Segment Start: MATERIAL FOR THIS TASK
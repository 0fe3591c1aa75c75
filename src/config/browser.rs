//! Browser engine configuration types.
//!
//! These types live here (always compiled) rather than behind
//! `#[cfg(feature = "browser")]` so that config parsing works without the
//! browser feature.

use serde::{Deserialize, Serialize};

/// Browser engine configuration.
#[derive(Debug, Clone, Serialize, Deserialize, PartialEq)]
pub struct BrowserEngineConfig {
    /// Run in headless mode (default: true).
    #[serde(default = "default_headless")]
    pub headless: bool,

    /// Page load timeout in seconds.
    #[serde(default = "default_page_load_timeout")]
    pub page_load_timeout: u64,

    /// Upper bound in seconds for explicit element waits.
    #[serde(default = "default_wait_timeout")]
    pub wait_timeout: u64,

    /// Upper bound in seconds for a single script evaluation.
    #[serde(default = "default_script_timeout")]
    pub script_timeout: u64,

    /// User agent presented by the browser.
    #[serde(default = "default_user_agent")]
    pub user_agent: String,

    /// Additional Chrome arguments.
    #[serde(default)]
    pub chrome_args: Vec<String>,

    /// Remote Chrome DevTools URL (e.g., "ws://localhost:9222").
    /// If set, connects to an existing browser instead of launching one.
    /// Can also be set via BROWSER_URL environment variable.
    #[serde(default)]
    pub remote_url: Option<String>,
}

impl Default for BrowserEngineConfig {
    fn default() -> Self {
        Self {
            headless: default_headless(),
            page_load_timeout: default_page_load_timeout(),
            wait_timeout: default_wait_timeout(),
            script_timeout: default_script_timeout(),
            user_agent: default_user_agent(),
            chrome_args: Vec::new(),
            remote_url: None,
        }
    }
}

impl BrowserEngineConfig {
    /// Apply environment variable overrides.
    ///
    /// - `HEADLESS` - "1"/"true"/"yes" for headless mode
    /// - `PAGE_LOAD_TIMEOUT` - page load timeout in seconds
    /// - `SELENIUM_WAIT` - explicit wait timeout in seconds
    /// - `SCRAPER_UA` - user agent string
    /// - `BROWSER_URL` - remote Chrome DevTools URL
    pub fn with_env_overrides(mut self) -> Self {
        if let Ok(val) = std::env::var("HEADLESS") {
            self.headless = matches!(val.to_lowercase().as_str(), "1" | "true" | "yes");
        }
        if let Some(secs) = super::env_parse::<u64>("PAGE_LOAD_TIMEOUT") {
            self.page_load_timeout = secs;
        }
        if let Some(secs) = super::env_parse::<u64>("SELENIUM_WAIT") {
            self.wait_timeout = secs;
        }
        if let Ok(val) = std::env::var("SCRAPER_UA") {
            if !val.trim().is_empty() {
                self.user_agent = val;
            }
        }
        if let Ok(val) = std::env::var("BROWSER_URL") {
            if !val.is_empty() {
                self.remote_url = Some(val);
            }
        }
        self
    }
}

pub fn default_headless() -> bool {
    true
}

pub fn default_page_load_timeout() -> u64 {
    90
}

pub fn default_wait_timeout() -> u64 {
    25
}

fn default_script_timeout() -> u64 {
    60
}

pub fn default_user_agent() -> String {
    "Mozilla/5.0 (X11; Linux x86_64) AppleWebKit/537.36 (KHTML, like Gecko) Chrome/118 Safari/537.36"
        .to_string()
}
Segment End: MATERIAL FOR THIS TASK
Take from the listing above each line containing "serde".

use serde::{Deserialize, Serialize};
    #[serde(default = "default_headless")]
    #[serde(default = "default_page_load_timeout")]
    #[serde(default = "default_wait_timeout")]
    #[serde(default = "default_script_timeout")]
    #[serde(default = "default_user_agent")]
    #[serde(default)]
    #[serde(default)]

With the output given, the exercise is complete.